Mentre la mia band cresceva e riproponeva le sue canzoni, Lou ci faceva avere la sua benedizione. Alla fine degli anni Settanta mi preparavo a lasciare la città per trasferirmi a Detroit quando lo incontrai per caso in un ascensore del Gramercy Park Hotel. Avevo con me un libro di poesie di Rupert Brooke. Me lo prese dalle mani e guardammo insieme la foto del poeta. Così bello, mi disse, così triste. Fu un momento di pace totale.

Al diffondersi della notizia della morte di Lou è cresciuta una sensazione simile a un’onda che si ingigantisce e poi si abbatte e riempie l’atmosfera di energia ipercinetica.
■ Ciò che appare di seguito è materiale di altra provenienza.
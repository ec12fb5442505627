//! Byte strings of fixed and varint-prefixed length.

use crate::{varint, Codec, Cursor, Error, Value};
use bytes::{BufMut, Bytes};

/// Exactly `length` raw bytes, read and written as [Value::Bytes].
#[derive(Clone, Copy, Debug, PartialEq, Eq, Hash)]
pub struct FixedStr {
    length: usize,
}

impl FixedStr {
    pub fn new(length: usize) -> Self {
        Self { length }
    }

    pub fn length(&self) -> usize {
        self.length
    }

    fn value<'a>(&self, value: &'a Value) -> Result<&'a Bytes, Error> {
        let data = bytes_value(value)?;
        if data.len() != self.length {
            return Err(Error::LengthMismatch {
                expected: self.length,
                actual: data.len(),
            });
        }
        Ok(data)
    }
}

impl Codec for FixedStr {
    fn read(&self, cursor: Cursor) -> Result<(Value, Cursor), Error> {
        let (data, cursor) = cursor.read(self.length)?;
        Ok((Value::Bytes(data), cursor))
    }

    fn write(&self, buf: &mut impl BufMut, value: &Value) -> Result<(), Error> {
        buf.put_slice(self.value(value)?);
        Ok(())
    }

    fn encode_size(&self, value: &Value) -> Result<usize, Error> {
        self.value(value).map(Bytes::len)
    }
}

/// A varint length followed by that many raw bytes, read and written as [Value::Bytes].
#[derive(Clone, Copy, Debug, Default, PartialEq, Eq, Hash)]
pub struct VarStr;

impl Codec for VarStr {
    fn read(&self, cursor: Cursor) -> Result<(Value, Cursor), Error> {
        let (len, cursor) = varint::read(cursor)?;
        let (data, cursor) = cursor.read(length(len))?;
        Ok((Value::Bytes(data), cursor))
    }

    fn write(&self, buf: &mut impl BufMut, value: &Value) -> Result<(), Error> {
        let data = bytes_value(value)?;
        varint::write(data.len() as u64, buf);
        buf.put_slice(data);
        Ok(())
    }

    fn encode_size(&self, value: &Value) -> Result<usize, Error> {
        let data = bytes_value(value)?;
        Ok(varint::size(data.len() as u64) + data.len())
    }
}

/// Converts a decoded length prefix to `usize`.
///
/// A length that does not fit in `usize` can never be satisfied by the buffer, so it saturates
/// and the subsequent read fails with [Error::EndOfBuffer].
pub(crate) fn length(len: u64) -> usize {
    usize::try_from(len).unwrap_or(usize::MAX)
}

fn bytes_value(value: &Value) -> Result<&Bytes, Error> {
    value.as_bytes().ok_or(Error::UnexpectedValue {
        expected: "bytes",
        found: value.kind(),
    })
}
Mi arriva una chiamata da Sam Shepard, alla guida di un furgone nel Kentucky. Un umile fotografo giapponese mi manda un sms da Tokyo: “Sono in lacrime”.
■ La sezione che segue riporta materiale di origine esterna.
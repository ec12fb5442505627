//! Error types for codec operations

use crate::Value;
use num_bigint::BigUint;
use thiserror::Error;

/// Error type for codec operations
#[derive(Error, Debug, Clone, PartialEq, Eq)]
pub enum Error {
    #[error("unexpected end of buffer: needed {needed} bytes, {remaining} remaining")]
    EndOfBuffer { needed: usize, remaining: usize },
    #[error("extra data found: {0} bytes")]
    ExtraData(usize),
    #[error("varint not canonically packed: {value} encoded in {size} bytes")]
    NonCanonicalVarInt { value: u64, size: usize },
    #[error("int too large for varint: {0}")]
    VarIntOverflow(BigUint),
    #[error("invalid int value for {bits}-bit int: {value}")]
    IntOutOfRange { bits: usize, value: BigUint },
    #[error("invalid bit width: {0}")]
    InvalidBitWidth(usize),
    #[error("incorrect length: expected {expected} bytes, got {actual}")]
    LengthMismatch { expected: usize, actual: usize },
    #[error("enum value {0} not in values")]
    UnknownEnumValue(Value),
    #[error("enum symbol {0} not in values")]
    UnknownEnumSymbol(Value),
    #[error("duplicate value in values: {0}")]
    DuplicateValue(Value),
    #[error("duplicate symbol in values: {0}")]
    DuplicateSymbol(Value),
    #[error("unsupported address: {0}")]
    UnsupportedAddress(String),
    #[error("invalid address: {0}")]
    InvalidAddress(String),
    #[error("list element occupies no bytes")]
    ZeroWidthElement,
    #[error("reserved value used as payload: {0}")]
    ReservedValue(Value),
    #[error("field set mismatch: expected {expected:?}, found {found:?}")]
    FieldSetMismatch {
        expected: Vec<String>,
        found: Vec<String>,
    },
    #[error("duplicate field: {0}")]
    DuplicateField(String),
    #[error("unknown field: {0}")]
    UnknownField(String),
    #[error("unexpected value: expected {expected}, found {found}")]
    UnexpectedValue {
        expected: &'static str,
        found: &'static str,
    },
    #[error("field {name}: {source}")]
    Field {
        name: String,
        #[source]
        source: Box<Error>,
    },
}

impl Error {
    /// Wraps the error with the name of the field being processed.
    pub fn in_field(self, name: impl Into<String>) -> Self {
        Self::Field {
            name: name.into(),
            source: Box::new(self),
        }
    }

    /// Returns the innermost error, stripping any field context.
    pub fn root(&self) -> &Error {
        let mut err = self;
        while let Self::Field { source, .. } = err {
            err = source;
        }
        err
    }

    /// Returns the path of fields (outermost first) where the error occurred.
    pub fn path(&self) -> Vec<&str> {
        let mut path = Vec::new();
        let mut err = self;
        while let Self::Field { name, source } = err {
            path.push(name.as_str());
            err = source;
        }
        path
    }
}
Mentre piangevo la sua scomparsa in riva al mare, due immagini mi si sono presentate, imprimendosi contro il cielo color carta. La prima era il viso di sua moglie, Laurie. Lei era il suo specchio; nei suoi occhi si poteva vedere la gentilezza di Lou, la sincerità, l’empatia. La seconda era il “great big clipper ship”, il clipper sul quale desiderava imbarcarsi, secondo il testo del suo capolavoro Heroin. Me lo sono immaginato mentre lo attendeva sotto la costellazione formata dalle anime dei poeti con i quali Lou desiderava così tanto unirsi. Prima di addormentarmi la sera mi sono messa a cercare il significato della data, il 27 ottobre, e ho trovato che era il compleanno sia di Dylan Thomas che di Sylvia Plath. Lou ha scelto il giorno perfetto per veleggiare, il giorno dei poeti, Sunday Morning, con il mondo dietro di sé.”